## What you should do
Present the count of lines in the entries below that hold "mouse", and present nothing else.

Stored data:
• • • • •

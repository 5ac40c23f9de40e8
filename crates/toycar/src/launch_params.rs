//! Launch parameter parsing.
//!
//! On native, parameters are parsed from command-line arguments using clap.
//! On WASM, defaults are used (CLI argument parsing is not available).

use bevy::prelude::*;
use toycar_core::MotionParams;

/// Default vehicle model, relative to the asset folder.
pub const DEFAULT_MODEL: &str = "models/car.gltf";

/// Launch parameters for the application.
#[derive(Resource, Debug)]
pub struct LaunchParams {
    /// Motion model constants in effect for this session.
    pub motion: MotionParams,
    /// Path of the vehicle glTF, relative to the asset folder.
    pub model_path: String,
    /// Whether the orbit camera responds to the mouse.
    pub orbit: bool,
    /// Whether per-tick telemetry is written to `telemetry.csv`.
    pub telemetry: bool,
}

impl Default for LaunchParams {
    fn default() -> Self {
        Self {
            motion: MotionParams::default(),
            model_path: DEFAULT_MODEL.to_string(),
            orbit: false,
            telemetry: false,
        }
    }
}

#[cfg(not(target_family = "wasm"))]
mod native {
    use std::path::PathBuf;

    use clap::Parser;
    use toycar_core::{Profile, SteeringPolicy};

    use super::*;

    #[derive(Parser, Debug)]
    #[command(about = "A small 3D driving toy")]
    pub(super) struct CliArgs {
        /// Motion profile.
        #[arg(long, value_enum, default_value_t = Profile::default())]
        pub profile: Profile,

        /// Turn-rate to heading policy (overrides the params file).
        #[arg(long, value_enum)]
        pub steering: Option<SteeringPolicy>,

        /// TOML file overriding individual motion parameters.
        #[arg(long)]
        pub params: Option<PathBuf>,

        /// Vehicle glTF path, relative to the asset folder.
        #[arg(long, default_value = DEFAULT_MODEL)]
        pub model: String,

        /// Enable mouse orbit controls for the camera.
        #[arg(long)]
        pub orbit: bool,

        /// Write per-tick telemetry to telemetry.csv.
        #[arg(long)]
        pub telemetry: bool,
    }

    impl From<CliArgs> for LaunchParams {
        fn from(args: CliArgs) -> Self {
            LaunchParams {
                motion: args.profile.resolve(args.params.as_deref(), args.steering),
                model_path: args.model,
                orbit: args.orbit,
                telemetry: args.telemetry,
            }
        }
    }

    pub fn parse() -> LaunchParams {
        CliArgs::parse().into()
    }
}

/// Parse launch parameters from CLI args (native) or use defaults (WASM).
pub fn parse() -> LaunchParams {
    #[cfg(not(target_family = "wasm"))]
    {
        native::parse()
    }
    #[cfg(target_family = "wasm")]
    {
        LaunchParams::default()
    }
}

#[cfg(all(test, not(target_family = "wasm")))]
mod tests {
    use clap::Parser;
    use toycar_core::{MotionParams, SteeringPolicy};

    use super::{LaunchParams, native::CliArgs};

    fn parse_from(args: &[&str]) -> LaunchParams {
        CliArgs::try_parse_from(std::iter::once("toycar").chain(args.iter().copied()))
            .unwrap()
            .into()
    }

    #[test]
    fn test_defaults() {
        let params = parse_from(&[]);
        assert_eq!(params.motion, MotionParams::sport());
        assert_eq!(params.model_path, super::DEFAULT_MODEL);
        assert!(!params.orbit);
        assert!(!params.telemetry);
    }

    #[test]
    fn test_flags() {
        let params = parse_from(&[
            "--profile",
            "cruiser",
            "--steering",
            "proportional",
            "--model",
            "models/van.glb",
            "--orbit",
        ]);
        assert_eq!(params.motion.max_speed, 0.3);
        assert_eq!(params.motion.steering, SteeringPolicy::Proportional);
        assert_eq!(params.model_path, "models/van.glb");
        assert!(params.orbit);
    }

    #[test]
    fn test_rejects_unknown_profile() {
        assert!(CliArgs::try_parse_from(["toycar", "--profile", "rally"]).is_err());
    }
}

• • • • •

## Reply to the exercise
2